Name
NHLBI's Trans-Omics for Precision Medicine (TOPMed) Program
Description

The Trans-Omics for Precision Medicine (TOPMed) program is a GA4GH Driver Project funded by National Heart, Lung, and Blood Institute (NHLBI) to advance precision medicine and improve the understanding of heart, lung, blood, and sleep (HLBS) conditions. Designed as a systems biology approach to discovery, TOPMed layers whole genome sequence (WGS) and -omics data onto deep phenotype, imaging, and environmental data. TOPMed has generated 155,000+ high coverage (30x) WGS and ~100,000 -omics (RNA-seq, methylation, metabolomics, proteomics) profiles on samples from 80+ pre-existing studies span many HLBS traits and study designs. A primary goal of TOPMed is improving the diversity in genomic databases; as such, only 40% of TOPMed WGS participants have European ancestry. Because TOPMed is comprised of pre-existing studies, each study’s informed consent(s) define data use limitations that must be honored when accessing its data.

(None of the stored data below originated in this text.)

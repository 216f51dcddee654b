use axum::{
    extract::{
        multipart::{MultipartError, MultipartRejection},
        rejection::JsonRejection,
    },
    http::StatusCode,
    response::{IntoResponse, Response},
    Json,
};
use serde_json::json;
use thiserror::Error;

use crate::applications::engine::EngineError;
use crate::extraction::ExtractionError;
use crate::platform::PlatformError;

/// Gateway-level error type.
/// Implements `IntoResponse` so Axum handlers can return `Result<T, AppError>`.
#[derive(Debug, Error)]
pub enum AppError {
    #[error("Invalid argument: {0}")]
    InvalidArgument(String),

    #[error("Payload too large: {0}")]
    PayloadTooLarge(String),

    #[error("Unsupported format: {0}")]
    UnsupportedFormat(String),

    #[error("Extraction unavailable: {0}")]
    ExtractionUnavailable(String),

    #[error("Upstream unavailable: {0}")]
    UpstreamUnavailable(String),

    #[error("Not found: {0}")]
    NotFound(String),

    #[error("Internal server error: {0}")]
    Internal(#[from] anyhow::Error),
}

impl AppError {
    fn parts(&self) -> (StatusCode, &'static str, String) {
        match self {
            AppError::InvalidArgument(msg) => {
                (StatusCode::BAD_REQUEST, "INVALID_ARGUMENT", msg.clone())
            }
            AppError::PayloadTooLarge(msg) => {
                (StatusCode::PAYLOAD_TOO_LARGE, "PAYLOAD_TOO_LARGE", msg.clone())
            }
            AppError::UnsupportedFormat(msg) => {
                (StatusCode::BAD_REQUEST, "UNSUPPORTED_FORMAT", msg.clone())
            }
            AppError::ExtractionUnavailable(msg) => {
                tracing::warn!("Text extraction failed: {msg}");
                (
                    StatusCode::UNPROCESSABLE_ENTITY,
                    "EXTRACTION_UNAVAILABLE",
                    "Could not read text from the uploaded document".to_string(),
                )
            }
            AppError::UpstreamUnavailable(msg) => {
                tracing::error!("Upstream error: {msg}");
                (
                    StatusCode::BAD_GATEWAY,
                    "UPSTREAM_UNAVAILABLE",
                    "The job platform is currently unavailable".to_string(),
                )
            }
            AppError::NotFound(msg) => (StatusCode::NOT_FOUND, "NOT_FOUND", msg.clone()),
            AppError::Internal(e) => {
                tracing::error!("Internal error: {e:?}");
                (
                    StatusCode::INTERNAL_SERVER_ERROR,
                    "INTERNAL_ERROR",
                    "An internal server error occurred".to_string(),
                )
            }
        }
    }
}

impl IntoResponse for AppError {
    fn into_response(self) -> Response {
        let (status, code, message) = self.parts();

        let body = Json(json!({
            "error": message,
            "code": code
        }));

        (status, body).into_response()
    }
}

impl From<JsonRejection> for AppError {
    fn from(rejection: JsonRejection) -> Self {
        AppError::InvalidArgument(rejection.body_text())
    }
}

impl From<MultipartRejection> for AppError {
    fn from(rejection: MultipartRejection) -> Self {
        AppError::InvalidArgument(rejection.body_text())
    }
}

impl From<MultipartError> for AppError {
    fn from(e: MultipartError) -> Self {
        if e.status() == StatusCode::PAYLOAD_TOO_LARGE {
            AppError::PayloadTooLarge("Uploaded file exceeds the size limit".to_string())
        } else {
            AppError::InvalidArgument(format!("Malformed multipart body: {}", e.body_text()))
        }
    }
}

impl From<ExtractionError> for AppError {
    fn from(e: ExtractionError) -> Self {
        match e {
            ExtractionError::UnsupportedFormat(name) => AppError::UnsupportedFormat(format!(
                "File must be PDF or DOCX format (got '{name}')"
            )),
            ExtractionError::ExtractionFailed(msg) => AppError::ExtractionUnavailable(msg),
        }
    }
}

impl From<PlatformError> for AppError {
    fn from(e: PlatformError) -> Self {
        AppError::UpstreamUnavailable(e.to_string())
    }
}

impl From<EngineError> for AppError {
    fn from(e: EngineError) -> Self {
        match e {
            EngineError::NotFound(id) => AppError::NotFound(format!("Application {id} not found")),
            other => AppError::Internal(anyhow::Error::new(other)),
        }
    }
}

TOPMed’s infrastructure depends on its Data Coordinating Center (DCC, University of Washington) and Informatics Research Center (IRC, University of Michigan). The DCC provides data quality control, develops statistical methods, harmonizes phenotypes, and offers dbGaP support and data curation. The DCC also supports 32 working groups, 1000+ investigators, and TOPMed’s Ethical, Legal, and Social Implications (ELSI) Committee, which has developed guidance about the return of genomic results to participants and the use of data in publicly accessible variant servers and imputation reference panels. The IRC conducts joint WGS variant calling and develops crucial TOPMed resources like BRAVO (whole genome variant browser), the TOPMed imputation reference panel, and ENCORE (simplified genome- wide analyses). NHLBI is developing a cloud platform, BioData Catalyst (BDC), that provides tools, applications, and workflows to find, access, share, store, and compute TOPMed data.

TOPMed’s next 3-5 years (“TOPMed 2.0”) will focus on building collaborations with large genetic consortia, promoting molecular phenotype-driven discovery, and transitioning from generating data to generating knowledge and information.